MATERIAL FOR THIS TASK>

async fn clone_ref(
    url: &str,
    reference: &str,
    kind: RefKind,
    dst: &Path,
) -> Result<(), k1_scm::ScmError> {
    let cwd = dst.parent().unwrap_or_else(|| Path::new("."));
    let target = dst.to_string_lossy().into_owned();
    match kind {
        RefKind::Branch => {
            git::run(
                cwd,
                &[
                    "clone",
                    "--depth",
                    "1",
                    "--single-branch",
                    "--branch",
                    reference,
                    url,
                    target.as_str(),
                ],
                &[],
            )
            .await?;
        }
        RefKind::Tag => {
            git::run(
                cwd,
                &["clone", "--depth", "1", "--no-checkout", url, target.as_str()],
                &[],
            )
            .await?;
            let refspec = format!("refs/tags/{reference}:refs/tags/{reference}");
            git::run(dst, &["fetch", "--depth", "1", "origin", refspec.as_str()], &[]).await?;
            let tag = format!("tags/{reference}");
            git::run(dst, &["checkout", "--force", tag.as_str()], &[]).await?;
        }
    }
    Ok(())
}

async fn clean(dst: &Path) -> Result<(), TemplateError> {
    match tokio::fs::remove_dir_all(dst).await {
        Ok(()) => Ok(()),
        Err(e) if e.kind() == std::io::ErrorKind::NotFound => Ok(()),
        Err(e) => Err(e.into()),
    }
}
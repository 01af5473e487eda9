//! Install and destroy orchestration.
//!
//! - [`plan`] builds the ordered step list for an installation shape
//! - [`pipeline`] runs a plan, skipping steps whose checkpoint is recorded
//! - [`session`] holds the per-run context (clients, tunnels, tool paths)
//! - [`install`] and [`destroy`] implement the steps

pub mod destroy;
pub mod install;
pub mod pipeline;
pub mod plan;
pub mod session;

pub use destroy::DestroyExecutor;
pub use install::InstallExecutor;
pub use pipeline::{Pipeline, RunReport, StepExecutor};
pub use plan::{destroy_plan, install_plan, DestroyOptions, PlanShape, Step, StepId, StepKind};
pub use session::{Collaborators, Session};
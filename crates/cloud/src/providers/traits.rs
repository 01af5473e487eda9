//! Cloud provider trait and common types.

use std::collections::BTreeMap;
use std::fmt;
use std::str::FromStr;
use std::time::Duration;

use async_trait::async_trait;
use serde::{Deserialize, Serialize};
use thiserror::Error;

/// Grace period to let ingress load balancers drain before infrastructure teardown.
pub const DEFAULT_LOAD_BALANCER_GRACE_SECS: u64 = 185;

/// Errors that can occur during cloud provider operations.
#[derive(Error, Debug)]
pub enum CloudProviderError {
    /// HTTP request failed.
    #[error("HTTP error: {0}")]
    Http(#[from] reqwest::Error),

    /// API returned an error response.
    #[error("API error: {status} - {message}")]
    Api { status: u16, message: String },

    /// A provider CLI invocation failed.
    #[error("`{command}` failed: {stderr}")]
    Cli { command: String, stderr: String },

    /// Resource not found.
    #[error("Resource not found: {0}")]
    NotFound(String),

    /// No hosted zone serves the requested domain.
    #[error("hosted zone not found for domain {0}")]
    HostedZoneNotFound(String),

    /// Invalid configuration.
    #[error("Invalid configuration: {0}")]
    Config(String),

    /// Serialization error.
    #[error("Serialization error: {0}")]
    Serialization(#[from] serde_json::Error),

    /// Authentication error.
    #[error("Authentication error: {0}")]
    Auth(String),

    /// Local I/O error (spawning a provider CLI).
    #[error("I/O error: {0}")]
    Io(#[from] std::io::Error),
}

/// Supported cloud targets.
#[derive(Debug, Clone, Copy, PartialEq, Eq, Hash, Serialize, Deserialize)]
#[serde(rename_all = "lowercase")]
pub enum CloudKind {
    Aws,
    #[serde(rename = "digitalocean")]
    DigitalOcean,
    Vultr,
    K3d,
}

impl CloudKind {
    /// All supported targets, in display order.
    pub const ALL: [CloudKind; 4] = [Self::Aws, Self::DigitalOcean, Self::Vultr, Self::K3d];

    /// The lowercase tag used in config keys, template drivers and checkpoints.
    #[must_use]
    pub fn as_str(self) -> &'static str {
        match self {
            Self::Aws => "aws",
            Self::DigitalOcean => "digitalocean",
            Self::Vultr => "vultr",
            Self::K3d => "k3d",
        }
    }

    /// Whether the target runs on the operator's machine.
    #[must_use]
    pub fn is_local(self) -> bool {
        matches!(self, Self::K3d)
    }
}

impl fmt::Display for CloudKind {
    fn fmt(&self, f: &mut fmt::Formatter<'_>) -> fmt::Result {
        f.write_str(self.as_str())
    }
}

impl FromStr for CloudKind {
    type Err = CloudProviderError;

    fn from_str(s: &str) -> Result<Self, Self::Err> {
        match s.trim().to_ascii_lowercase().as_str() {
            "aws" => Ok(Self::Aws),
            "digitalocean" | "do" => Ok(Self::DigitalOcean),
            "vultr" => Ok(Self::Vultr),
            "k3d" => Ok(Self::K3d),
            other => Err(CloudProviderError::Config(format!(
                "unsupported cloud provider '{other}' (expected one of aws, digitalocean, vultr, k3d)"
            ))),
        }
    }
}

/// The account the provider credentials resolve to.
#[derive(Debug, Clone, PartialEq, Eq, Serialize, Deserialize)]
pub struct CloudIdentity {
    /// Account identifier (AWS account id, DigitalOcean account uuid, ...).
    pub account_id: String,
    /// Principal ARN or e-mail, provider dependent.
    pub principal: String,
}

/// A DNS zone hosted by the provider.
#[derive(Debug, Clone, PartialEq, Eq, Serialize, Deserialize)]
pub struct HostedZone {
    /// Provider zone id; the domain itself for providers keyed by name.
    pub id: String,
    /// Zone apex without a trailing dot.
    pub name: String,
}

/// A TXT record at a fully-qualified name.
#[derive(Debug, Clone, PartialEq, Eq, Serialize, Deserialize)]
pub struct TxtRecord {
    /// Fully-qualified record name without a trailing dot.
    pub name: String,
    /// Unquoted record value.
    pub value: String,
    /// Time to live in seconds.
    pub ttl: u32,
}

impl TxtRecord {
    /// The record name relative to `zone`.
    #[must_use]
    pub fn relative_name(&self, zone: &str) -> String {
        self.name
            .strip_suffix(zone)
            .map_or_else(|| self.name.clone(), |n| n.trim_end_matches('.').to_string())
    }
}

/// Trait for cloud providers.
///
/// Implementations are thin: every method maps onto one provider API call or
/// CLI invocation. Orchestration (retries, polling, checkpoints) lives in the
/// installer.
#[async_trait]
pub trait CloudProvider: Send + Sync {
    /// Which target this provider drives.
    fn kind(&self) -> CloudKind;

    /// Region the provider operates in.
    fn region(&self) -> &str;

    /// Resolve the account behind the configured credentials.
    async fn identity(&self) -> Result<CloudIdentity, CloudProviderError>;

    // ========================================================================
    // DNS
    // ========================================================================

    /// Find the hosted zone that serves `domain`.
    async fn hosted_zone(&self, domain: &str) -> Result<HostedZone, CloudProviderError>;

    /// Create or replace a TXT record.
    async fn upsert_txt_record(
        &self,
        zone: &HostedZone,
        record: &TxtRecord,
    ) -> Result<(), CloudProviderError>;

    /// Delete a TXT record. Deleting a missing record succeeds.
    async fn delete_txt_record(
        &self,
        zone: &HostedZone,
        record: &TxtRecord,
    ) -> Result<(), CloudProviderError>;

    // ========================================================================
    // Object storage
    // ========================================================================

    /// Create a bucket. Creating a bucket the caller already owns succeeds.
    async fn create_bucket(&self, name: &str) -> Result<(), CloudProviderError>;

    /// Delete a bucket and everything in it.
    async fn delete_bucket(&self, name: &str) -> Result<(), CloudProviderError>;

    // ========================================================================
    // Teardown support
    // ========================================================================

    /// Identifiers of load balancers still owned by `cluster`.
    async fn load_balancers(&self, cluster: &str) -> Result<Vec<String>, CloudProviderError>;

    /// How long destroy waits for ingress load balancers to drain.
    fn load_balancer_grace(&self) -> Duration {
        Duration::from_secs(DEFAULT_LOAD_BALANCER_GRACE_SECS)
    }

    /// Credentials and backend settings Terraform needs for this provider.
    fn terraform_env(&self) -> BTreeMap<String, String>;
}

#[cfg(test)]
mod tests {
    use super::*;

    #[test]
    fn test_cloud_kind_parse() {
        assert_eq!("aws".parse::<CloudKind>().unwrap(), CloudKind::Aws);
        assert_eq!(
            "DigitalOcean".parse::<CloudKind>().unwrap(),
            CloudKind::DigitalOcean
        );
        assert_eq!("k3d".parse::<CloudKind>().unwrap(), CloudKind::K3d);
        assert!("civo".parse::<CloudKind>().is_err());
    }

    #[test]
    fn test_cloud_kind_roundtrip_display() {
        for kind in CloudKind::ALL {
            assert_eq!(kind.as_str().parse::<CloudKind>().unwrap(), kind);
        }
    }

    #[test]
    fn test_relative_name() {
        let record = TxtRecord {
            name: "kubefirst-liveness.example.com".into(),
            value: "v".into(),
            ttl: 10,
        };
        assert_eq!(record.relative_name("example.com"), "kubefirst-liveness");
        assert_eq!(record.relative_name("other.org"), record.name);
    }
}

PROBLEM> Given the records above, restate word for word only the lines starting at the one with "an error response." and ending at the one with "String, stderr: String".

EXPECTED OUTPUT>
    /// API returned an error response.
    #[error("API error: {status} - {message}")]
    Api { status: u16, message: String },

    /// A provider CLI invocation failed.
    #[error("`{command}` failed: {stderr}")]
    Cli { command: String, stderr: String },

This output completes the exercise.